Bu kapsamda tarihleri biraz geriye saralım ve 5 Nisan 2023’e gelelim. Bu tarihte aynı anda dünyayı yakından ilgilendiren iki olay paralel biçimde gerçekleşmiştir. Bir taraftan Tayvan Devlet Başkanı Tsai-Ing Wen Orta Amerika ziyareti esnasında transit geçiş için ABD’ye uğramış ve burada ABD temsilciler meclisi başkanı Kevin McCarthy ile bir görüşme gerçekleştirmiştir. Esasında bu görüşmenin Tayvan’da gerçekleşmesi planlanmış olsa da Çin’in saldırgan tavırları ve ikinci bir Pelosi vakasının gerçekleşme ihtimali, görüşmenin ABD’ye taşınmasına neden olmuştur. Bu görüşmenin ardından Çin’in o zamana kadar Tayvan etrafında gerçekleştirdiği en ağır askeri tatbikatı başlatılmış ve Çin devlet televizyonları bu tatbikat klipinin final sahnesine bombalanmış bir Tayvan animasyonu yerleştirerek net bir mesaj vermek istemiştir. ABD Savunma Bakanı tatbikat paralelinde Çinli mevkidaşıyla iletişime geçmek istese de çabalarına karşı taraftan bir yanıt verilmediğini belirtmiştir.

Kremlin'den

Yladimir Putin ve Şi Cinping, Kremlin Sarayı'nda düzenlenen resmi törende. Kremlin Basın Servisi/AA

 

Bu gerilimi yüksek sahnenin biraz ötesinde aynı tarihlerde Çin Devlet Başkanı Şi Cinping’in Guangzhou'da ağırladığı önemli bir konuğu bulunuyordu: Fransa Devlet Başkanı Emmanuel Macron. Gayriresmi bir ziyaret olması hasebiyle samimi bir ortamda gerçekleşen görüşme esnasında Şi Cinping ve Macron’un Çin medeniyetine ait pek çok konuyu görüştüğü ve hatta Şi’nin, bugünün Çin'ini anlamak için onun tarihini anlamakla işe başlanması gerektiğini belirten bir ifadeyi Macron’a ilettiği, Çin devlet gazetesinde yazıyor. Oldukça nostaljik bir havada geçen bu görüşmenin AB’ye etkileri ise Macron’un dönüş yolunda verdiği demeçlerin ardından yaşandı. Açıklamalarında Tayvan meselesi noktasında, AB’nin kendi sorunu olmayan krizlere çekilmemeye dikkat etmesi gerektiğini söyleyen Macron, aynı zamanda Birliğin büyük güç mücadelesinde ABD’ye bağımlı (vasal) olmaktan kaçınarak, üçüncü bir güç olması gerektiğini açıkça dile getirdi. Elbette bu açıklamanın yankıları, başta AB üyesi diğer ülkeler ve ABD olmak üzere pek çok tarafta ulaştı ve farklı görüşlerle yanıtlandı.
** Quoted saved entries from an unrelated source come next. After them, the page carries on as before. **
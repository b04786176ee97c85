use crate::config::DatabaseConfig;
use crate::log_info;
use crate::shared::errors::AppError;
use crate::shared::utils::logger::LogContext;
use diesel::pg::PgConnection;
use diesel::r2d2::{self, ConnectionManager, Pool};
use std::time::Duration;

pub type DbPool = Pool<ConnectionManager<PgConnection>>;
pub type DbConnection = r2d2::PooledConnection<ConnectionManager<PgConnection>>;

#[derive(Debug)]
pub struct Database {
    pool: DbPool,
}

impl Database {
    pub fn new(config: &DatabaseConfig) -> Result<Self, AppError> {
        log_info!(
            "Initializing database connection to: {}",
            config.redacted_target()
        );

        let manager = ConnectionManager::<PgConnection>::new(config.url());

        let pool = r2d2::Pool::builder()
            .max_size(config.max_connections)
            // Connection timeouts
            .connection_timeout(Duration::from_secs(10)) // Time to wait for connection from pool
            .idle_timeout(Some(Duration::from_secs(300))) // Close idle connections after 5 minutes
            .test_on_check_out(true)
            .build(manager)
            .map_err(|e| {
                AppError::DatabaseError(format!("Failed to create connection pool: {}", e))
            })?;

        log_info!(
            "Database connection pool initialized with max_size: {}",
            pool.max_size()
        );

        Ok(Self { pool })
    }

    /// Create a Database instance from an existing pool (useful for testing)
    pub fn from_pool(pool: DbPool) -> Self {
        Self { pool }
    }

    pub fn get_connection(&self) -> Result<DbConnection, AppError> {
        let start = std::time::Instant::now();

        match self.pool.get() {
            Ok(conn) => {
                let duration = start.elapsed().as_millis() as u64;
                if duration > 100 {
                    LogContext::performance_metric("db_connection_acquire", duration, Some("slow"));
                }
                Ok(conn)
            }
            Err(e) => {
                LogContext::error_with_context(
                    &e,
                    "Failed to acquire database connection from pool",
                );
                Err(AppError::from(e))
            }
        }
    }
}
Bu noktada Macron’un stratejik özerklik çıkışının hedefi olan ABD’deki senatörlerden, “eğer Tayvan AB’nin meselesi değilse Ukrayna da ABD’nin meselesi olmamalı” yönünde görüşler ortaya çıkmıştır. Tayvan meselesi hususunda Tayvan Temsilciliğini açarak Çin’in ciddi ekonomik yaptırımlarına hedef olan Litvanya başta olmak üzere Polonya ve Çekya gibi Doğu Avrupa ülkeleri, Macron’un açıklamalarından duydukları rahatsızlığı dile getirirken, Çin ziyaretinde Macron’a eşlik eden Von der Layen, Çin’in AB üyesi 27 ülkenin kendi aralarındaki bölünmelerden faydalandığını ifade ederek, AB’nin güçlü bir Çin politikasına sahip olmasının bu tür riskleri azaltacağını vurgulamıştır. Bu vurgu paralelinde AB Dış İlişkiler ve Güvenlik Politikası Yüksek Temsilcisi Josep Borrell’in AB'nin Çin politikasının "Değerler, ekonomik güvenlik, Tayvan ve Ukrayna” olmak üzere dört ayağı olması gerektiğine yönelik vurgusu, Tayvan konusunun AB değerleri için önemli bir husus olması nedeniyle hala birliğin öncelikleri arasında yer aldığını göstermiştir.

 

Sonuç

Macron ziyareti, AB’nin Çin ziyaretleri kapısını açan Scholz’dan sonraki ikinci ve en çok ses getiren ziyarettir. Bu ziyaret AB kurumları ve üye devletler arasındaki koordinasyon eksikliğini gözler önüne sererken, Macron’un hemen ardından Çin’i ziyaret eden Almanya Dışişleri Bakanı Annalena Baerbock’un açıklamaları, değil AB içinde, birliğin kurucu üyesi Almanya’nın kendi içinde dahi uyumlu bir Çin politikası olmadığının kanıtı niteliğindedir. Baerbock oldukça sert bir Çin portresi çizerek, Çin'in kendi başına uluslararası sistemin kurallarını belirlemeye çalıştığını söylemiş, Pekin'in Rusya'nın yasa dışı savaşına destek verdiğini ima etmiş, Tayvan Boğazı'ndaki askeri tırmanmayı ve Çin’in insan haklarına yönelik belirsiz tutumunu net biçimde eleştirmiştir. Ancak kendisinden birkaç ay önce Çin’i ziyaret eden Şansölye Olaf Scholz’un başta Hamburg limanının hatırı sayılır orandaki hissesinin kabinesindeki bakanların itirazlarına rağmen Çinli nakliye şirketi COSCO’ya satılmasını onaylaması olmak üzere, Çin’i geniş bir ticari heyetle ziyaret etmesi ve Çin’in kırmızı çizgileri olarak belirttiği konuların etrafından geçmesi, Almanya içindeki Çin stratejisinin henüz netleşmediğinin bir diğer göstergesidir.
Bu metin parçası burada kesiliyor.